[Saved entries]
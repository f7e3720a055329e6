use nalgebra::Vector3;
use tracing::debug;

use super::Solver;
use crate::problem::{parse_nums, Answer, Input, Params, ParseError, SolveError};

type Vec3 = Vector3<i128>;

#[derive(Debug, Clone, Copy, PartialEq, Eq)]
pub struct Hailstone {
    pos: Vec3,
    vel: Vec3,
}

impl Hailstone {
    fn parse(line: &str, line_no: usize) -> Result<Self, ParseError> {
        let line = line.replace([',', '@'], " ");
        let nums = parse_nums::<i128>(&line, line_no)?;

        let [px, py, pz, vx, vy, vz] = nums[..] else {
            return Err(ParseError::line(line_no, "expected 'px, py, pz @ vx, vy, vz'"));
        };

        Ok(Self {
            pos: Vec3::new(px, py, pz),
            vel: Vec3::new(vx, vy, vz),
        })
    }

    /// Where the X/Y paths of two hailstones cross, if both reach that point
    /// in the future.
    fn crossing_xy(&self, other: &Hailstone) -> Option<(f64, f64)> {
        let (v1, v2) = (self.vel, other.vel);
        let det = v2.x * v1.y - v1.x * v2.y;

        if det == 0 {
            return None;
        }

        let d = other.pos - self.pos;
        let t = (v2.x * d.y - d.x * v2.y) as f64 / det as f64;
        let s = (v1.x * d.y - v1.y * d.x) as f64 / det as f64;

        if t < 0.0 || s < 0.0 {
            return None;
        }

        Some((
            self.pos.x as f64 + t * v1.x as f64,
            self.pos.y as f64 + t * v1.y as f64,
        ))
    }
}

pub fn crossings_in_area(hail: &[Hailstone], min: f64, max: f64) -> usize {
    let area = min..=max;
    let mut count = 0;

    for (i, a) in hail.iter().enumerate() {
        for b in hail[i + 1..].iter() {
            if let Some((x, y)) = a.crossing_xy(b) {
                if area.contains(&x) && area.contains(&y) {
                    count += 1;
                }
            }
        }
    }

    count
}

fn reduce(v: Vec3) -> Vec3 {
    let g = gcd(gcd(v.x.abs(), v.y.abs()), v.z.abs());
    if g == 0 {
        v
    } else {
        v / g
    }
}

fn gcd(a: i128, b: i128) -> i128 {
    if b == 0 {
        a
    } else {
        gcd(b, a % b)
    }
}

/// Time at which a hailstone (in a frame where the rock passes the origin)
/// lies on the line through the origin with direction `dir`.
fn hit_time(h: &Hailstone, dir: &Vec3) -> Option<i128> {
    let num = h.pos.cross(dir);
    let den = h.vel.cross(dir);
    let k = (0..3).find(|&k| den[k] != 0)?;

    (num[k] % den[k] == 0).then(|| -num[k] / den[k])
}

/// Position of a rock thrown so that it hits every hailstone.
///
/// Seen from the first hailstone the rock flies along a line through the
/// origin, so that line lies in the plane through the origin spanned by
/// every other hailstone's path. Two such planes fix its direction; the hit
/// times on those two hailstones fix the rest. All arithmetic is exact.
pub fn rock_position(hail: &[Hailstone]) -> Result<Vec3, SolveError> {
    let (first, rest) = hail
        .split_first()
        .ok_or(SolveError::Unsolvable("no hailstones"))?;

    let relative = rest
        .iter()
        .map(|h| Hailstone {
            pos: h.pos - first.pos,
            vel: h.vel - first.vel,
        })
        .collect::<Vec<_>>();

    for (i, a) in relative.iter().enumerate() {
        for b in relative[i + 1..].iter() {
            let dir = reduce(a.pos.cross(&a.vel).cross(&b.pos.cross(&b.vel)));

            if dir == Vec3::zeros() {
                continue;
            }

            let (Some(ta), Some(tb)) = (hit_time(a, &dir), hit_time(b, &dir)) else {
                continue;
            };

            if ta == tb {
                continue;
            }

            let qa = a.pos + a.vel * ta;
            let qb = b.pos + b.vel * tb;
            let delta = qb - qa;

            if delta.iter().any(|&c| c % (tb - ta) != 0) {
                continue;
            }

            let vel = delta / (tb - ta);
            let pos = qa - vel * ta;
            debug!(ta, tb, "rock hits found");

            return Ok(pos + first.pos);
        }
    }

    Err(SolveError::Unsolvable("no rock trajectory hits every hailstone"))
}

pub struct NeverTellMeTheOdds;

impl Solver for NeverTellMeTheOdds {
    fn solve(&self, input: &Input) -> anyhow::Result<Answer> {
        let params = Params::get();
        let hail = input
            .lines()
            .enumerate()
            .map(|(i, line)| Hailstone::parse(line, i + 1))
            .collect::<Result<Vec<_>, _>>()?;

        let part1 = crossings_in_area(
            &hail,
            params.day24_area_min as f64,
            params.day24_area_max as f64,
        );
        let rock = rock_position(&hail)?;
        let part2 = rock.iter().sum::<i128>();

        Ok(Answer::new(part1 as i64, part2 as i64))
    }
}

--

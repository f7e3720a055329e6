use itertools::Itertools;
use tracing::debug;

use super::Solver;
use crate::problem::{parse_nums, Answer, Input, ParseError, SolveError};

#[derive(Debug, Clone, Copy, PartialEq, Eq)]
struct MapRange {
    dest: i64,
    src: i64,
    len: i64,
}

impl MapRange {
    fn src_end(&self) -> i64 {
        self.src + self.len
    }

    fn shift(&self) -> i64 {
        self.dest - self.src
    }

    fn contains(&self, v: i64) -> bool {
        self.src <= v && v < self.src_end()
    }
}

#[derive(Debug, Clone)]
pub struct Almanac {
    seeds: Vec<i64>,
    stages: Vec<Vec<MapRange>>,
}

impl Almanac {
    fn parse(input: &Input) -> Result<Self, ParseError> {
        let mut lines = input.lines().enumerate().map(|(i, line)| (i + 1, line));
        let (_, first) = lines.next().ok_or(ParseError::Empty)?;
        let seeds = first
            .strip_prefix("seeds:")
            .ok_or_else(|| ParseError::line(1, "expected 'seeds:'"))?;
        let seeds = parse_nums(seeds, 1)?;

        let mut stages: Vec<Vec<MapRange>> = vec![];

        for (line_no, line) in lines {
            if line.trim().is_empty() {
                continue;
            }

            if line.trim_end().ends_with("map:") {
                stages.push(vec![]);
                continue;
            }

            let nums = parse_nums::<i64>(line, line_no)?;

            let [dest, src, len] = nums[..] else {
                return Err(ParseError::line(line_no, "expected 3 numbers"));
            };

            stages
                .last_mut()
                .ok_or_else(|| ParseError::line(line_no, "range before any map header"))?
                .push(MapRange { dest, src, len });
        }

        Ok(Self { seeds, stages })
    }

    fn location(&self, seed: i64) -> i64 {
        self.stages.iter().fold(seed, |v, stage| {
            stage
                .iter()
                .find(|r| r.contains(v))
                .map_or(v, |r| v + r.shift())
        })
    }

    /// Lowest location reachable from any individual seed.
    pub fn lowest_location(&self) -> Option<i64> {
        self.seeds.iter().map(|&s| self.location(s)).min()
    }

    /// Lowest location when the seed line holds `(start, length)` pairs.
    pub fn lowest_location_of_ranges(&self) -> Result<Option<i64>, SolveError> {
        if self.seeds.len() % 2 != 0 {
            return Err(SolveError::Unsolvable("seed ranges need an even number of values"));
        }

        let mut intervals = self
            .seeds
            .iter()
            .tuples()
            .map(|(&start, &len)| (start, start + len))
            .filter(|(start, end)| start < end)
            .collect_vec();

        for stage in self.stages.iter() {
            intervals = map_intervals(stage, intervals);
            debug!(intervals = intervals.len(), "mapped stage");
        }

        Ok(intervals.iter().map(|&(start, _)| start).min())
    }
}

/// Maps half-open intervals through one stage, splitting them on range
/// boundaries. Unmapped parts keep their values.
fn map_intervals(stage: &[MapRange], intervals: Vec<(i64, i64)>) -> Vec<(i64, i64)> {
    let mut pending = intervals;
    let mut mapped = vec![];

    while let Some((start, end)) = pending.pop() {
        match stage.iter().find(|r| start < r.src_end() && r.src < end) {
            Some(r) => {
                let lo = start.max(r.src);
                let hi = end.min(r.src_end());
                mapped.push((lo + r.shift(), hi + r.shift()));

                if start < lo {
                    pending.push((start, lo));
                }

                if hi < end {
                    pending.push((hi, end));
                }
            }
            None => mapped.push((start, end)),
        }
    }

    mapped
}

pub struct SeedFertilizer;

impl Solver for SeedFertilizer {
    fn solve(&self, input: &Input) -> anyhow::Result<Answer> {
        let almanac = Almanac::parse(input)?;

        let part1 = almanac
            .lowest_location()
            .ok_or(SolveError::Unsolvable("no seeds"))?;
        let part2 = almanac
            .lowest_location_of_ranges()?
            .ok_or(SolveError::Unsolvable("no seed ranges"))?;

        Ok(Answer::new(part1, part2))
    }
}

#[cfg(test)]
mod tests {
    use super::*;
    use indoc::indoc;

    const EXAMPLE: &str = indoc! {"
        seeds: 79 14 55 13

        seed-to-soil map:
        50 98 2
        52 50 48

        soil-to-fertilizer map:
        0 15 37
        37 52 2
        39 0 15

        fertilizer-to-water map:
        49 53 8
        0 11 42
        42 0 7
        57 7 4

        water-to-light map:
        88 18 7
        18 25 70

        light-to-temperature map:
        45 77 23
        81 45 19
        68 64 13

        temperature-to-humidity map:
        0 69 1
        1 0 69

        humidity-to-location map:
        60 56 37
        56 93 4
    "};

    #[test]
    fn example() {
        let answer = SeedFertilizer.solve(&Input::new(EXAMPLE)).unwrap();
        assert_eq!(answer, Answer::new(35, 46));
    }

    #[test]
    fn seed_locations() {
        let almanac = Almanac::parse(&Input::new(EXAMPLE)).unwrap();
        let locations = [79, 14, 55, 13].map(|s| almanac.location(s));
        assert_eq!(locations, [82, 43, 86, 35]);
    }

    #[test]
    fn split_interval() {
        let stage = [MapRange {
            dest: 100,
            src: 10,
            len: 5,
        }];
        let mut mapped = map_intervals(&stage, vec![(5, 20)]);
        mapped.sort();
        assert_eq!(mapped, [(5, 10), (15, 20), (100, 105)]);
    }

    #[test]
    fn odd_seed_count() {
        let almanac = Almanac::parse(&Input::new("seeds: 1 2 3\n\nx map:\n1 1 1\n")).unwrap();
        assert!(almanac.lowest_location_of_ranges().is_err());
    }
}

* _Your task_
Return every line above in which the string "light" occurs.

* _Output_
        water-to-light map:
        light-to-temperature map:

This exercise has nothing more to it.